_GOAL OF THE EXERCISE:_ In the records below, locate the line containing "match self.get_text(&descriptor.fetch_target, governor).await"; output that line and every following line through the last, exactly.

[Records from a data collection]
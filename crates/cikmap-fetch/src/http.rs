//! HTTP fetch client for the EDGAR archive
//!
//! # Features
//!
//! - One pooled `reqwest` client per fetcher
//! - Identity headers (`User-Agent`, `From`) required by the archive
//! - Retry with exponential backoff on 429 and 5xx gateway/overload statuses
//! - `Retry-After` honored on 429, capped at the backoff ceiling
//! - One governor permit per physical attempt
//!
//! # Examples
//!
//! ```no_run
//! use cikmap_fetch::{FetchConfig, HttpFetcher, RateGovernor};
//!
//! # async fn example() -> Result<(), Box<dyn std::error::Error>> {
//! let config = FetchConfig {
//!     contact_name: "Jane Analyst".to_string(),
//!     contact_email: "jane@example.com".to_string(),
//!     ..FetchConfig::default()
//! };
//! let fetcher = HttpFetcher::new(config)?;
//! let governor = RateGovernor::new(10.0)?;
//!
//! let url = fetcher.index_url(2024, 1);
//! let index = fetcher.fetch_optional(&url, &governor).await?;
//! # Ok(())
//! # }
//! ```

use crate::config::FetchConfig;
use crate::error::FetchError;
use crate::governor::RateGovernor;
use crate::Fetcher;
use async_trait::async_trait;
use cikmap_domain::{FetchOutcome, FilingDescriptor};
use reqwest::header::{HeaderMap, HeaderValue, FROM, RETRY_AFTER, USER_AGENT};
use reqwest::StatusCode;
use std::time::Duration;
use tracing::{debug, warn};

/// Statuses retried with backoff
const RETRYABLE_STATUSES: [u16; 5] = [429, 500, 502, 503, 504];

/// Archive fetch client
#[derive(Debug, Clone)]
pub struct HttpFetcher {
    client: reqwest::Client,
    config: FetchConfig,
    user_agent: String,
}

impl HttpFetcher {
    /// Create a fetcher, validating the configuration
    pub fn new(config: FetchConfig) -> Result<Self, FetchError> {
        config.validate().map_err(FetchError::Config)?;

        let user_agent = format!(
            "cikmap/{} {} {}",
            env!("CARGO_PKG_VERSION"),
            config.contact_name.trim(),
            config.contact_email.trim()
        )
        .split_whitespace()
        .collect::<Vec<_>>()
        .join(" ");

        let mut headers = HeaderMap::new();
        headers.insert(
            USER_AGENT,
            HeaderValue::from_str(&user_agent)
                .map_err(|e| FetchError::Config(format!("Invalid User-Agent: {}", e)))?,
        );
        headers.insert(
            FROM,
            HeaderValue::from_str(config.contact_email.trim())
                .map_err(|e| FetchError::Config(format!("Invalid From header: {}", e)))?,
        );

        let client = reqwest::Client::builder()
            .default_headers(headers)
            .timeout(config.timeout())
            .build()
            .map_err(|e| FetchError::Config(format!("Failed to build HTTP client: {}", e)))?;

        Ok(Self {
            client,
            config,
            user_agent,
        })
    }

    /// The configuration in use
    pub fn config(&self) -> &FetchConfig {
        &self.config
    }

    /// User-Agent sent with every request
    pub fn user_agent(&self) -> &str {
        &self.user_agent
    }

    /// URL of a filing's full text submission
    pub fn filing_url(&self, cik: &str, accession: &str) -> String {
        self.config.archive_url(&format!(
            "edgar/data/{}/{}.txt",
            cik.trim_start_matches('0'),
            accession
        ))
    }

    /// URL of a quarterly master index
    pub fn index_url(&self, year: u16, quarter: u8) -> String {
        self.config
            .archive_url(&format!("edgar/full-index/{}/QTR{}/master.idx", year, quarter))
    }

    /// GET a URL as text, retrying transient failures
    pub async fn get_text(&self, url: &str, governor: &RateGovernor) -> Result<String, FetchError> {
        match self.get_with_retry(url, governor, false).await? {
            Some(body) => Ok(body),
            None => Err(FetchError::Permanent {
                attempts: 1,
                status: Some(404),
                message: format!("HTTP 404 Not Found for {}", url),
            }),
        }
    }

    /// GET a URL as text, mapping 404 to `None`
    pub async fn fetch_optional(
        &self,
        url: &str,
        governor: &RateGovernor,
    ) -> Result<Option<String>, FetchError> {
        self.get_with_retry(url, governor, true).await
    }

    async fn get_with_retry(
        &self,
        url: &str,
        governor: &RateGovernor,
        missing_ok: bool,
    ) -> Result<Option<String>, FetchError> {
        let max_attempts = self.config.max_attempts.max(1);
        let mut attempts = 0;
        let mut last_status = None;
        let mut last_message = String::new();

        while attempts < max_attempts {
            attempts += 1;
            governor.acquire(1).await;

            let retry_after = match self.attempt(url, missing_ok).await {
                Ok(body) => {
                    debug!("Fetched {} in {} attempt(s)", url, attempts);
                    return Ok(body);
                }
                Err(FetchError::Transient {
                    status,
                    message,
                    retry_after,
                }) => {
                    warn!(
                        "Attempt {}/{} for {} failed: {}",
                        attempts, max_attempts, url, message
                    );
                    last_status = status.or(last_status);
                    last_message = message;
                    retry_after
                }
                Err(FetchError::Permanent {
                    status, message, ..
                }) => {
                    return Err(FetchError::Permanent {
                        attempts,
                        status,
                        message,
                    });
                }
                Err(other) => return Err(other),
            };

            if attempts < max_attempts {
                let delay = match retry_after {
                    Some(requested) => {
                        requested.min(Duration::from_millis(self.config.backoff_max_ms))
                    }
                    None => self.config.backoff_delay(attempts),
                };
                tokio::time::sleep(delay).await;
            }
        }

        Err(FetchError::Exhausted {
            attempts,
            status: last_status,
            message: last_message,
        })
    }

    /// One physical request, classified
    async fn attempt(&self, url: &str, missing_ok: bool) -> Result<Option<String>, FetchError> {
        let response = match self.client.get(url).send().await {
            Ok(response) => response,
            Err(e) if e.is_builder() => {
                return Err(FetchError::Permanent {
                    attempts: 1,
                    status: None,
                    message: format!("Invalid request for {}: {}", url, e),
                });
            }
            Err(e) => {
                return Err(FetchError::Transient {
                    status: None,
                    message: format!("Request failed: {}", e),
                    retry_after: None,
                });
            }
        };

        let status = response.status();
        if status.is_success() {
            return response
                .text()
                .await
                .map(Some)
                .map_err(|e| FetchError::Transient {
                    status: Some(status.as_u16()),
                    message: format!("Failed to read body: {}", e),
                    retry_after: None,
                });
        }

        if status == StatusCode::NOT_FOUND && missing_ok {
            return Ok(None);
        }

        let code = status.as_u16();
        if RETRYABLE_STATUSES.contains(&code) {
            let retry_after = if status == StatusCode::TOO_MANY_REQUESTS {
                response
                    .headers()
                    .get(RETRY_AFTER)
                    .and_then(|v| v.to_str().ok())
                    .and_then(|s| s.trim().parse::<u64>().ok())
                    .map(Duration::from_secs)
            } else {
                None
            };
            return Err(FetchError::Transient {
                status: Some(code),
                message: format!("HTTP {}", status),
                retry_after,
            });
        }

        Err(FetchError::Permanent {
            attempts: 1,
            status: Some(code),
            message: format!("HTTP {} for {}", status, url),
        })
    }
}

#[async_trait]
impl Fetcher for HttpFetcher {
    async fn fetch(&self, descriptor: &FilingDescriptor, governor: &RateGovernor) -> FetchOutcome {
        match self.get_text(&descriptor.fetch_target, governor).await {
            Ok(body) => FetchOutcome::success(descriptor.clone(), body),
            Err(e) => {
                warn!("Fetch failed for {}: {}", descriptor.item_key, e);
                FetchOutcome::failure(descriptor.clone(), e.into_failure())
            }
        }
    }
}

_WRITTEN ANSWER:_
        match self.get_text(&descriptor.fetch_target, governor).await {
            Ok(body) => FetchOutcome::success(descriptor.clone(), body),
            Err(e) => {
                warn!("Fetch failed for {}: {}", descriptor.item_key, e);
                FetchOutcome::failure(descriptor.clone(), e.into_failure())
            }
        }
    }
}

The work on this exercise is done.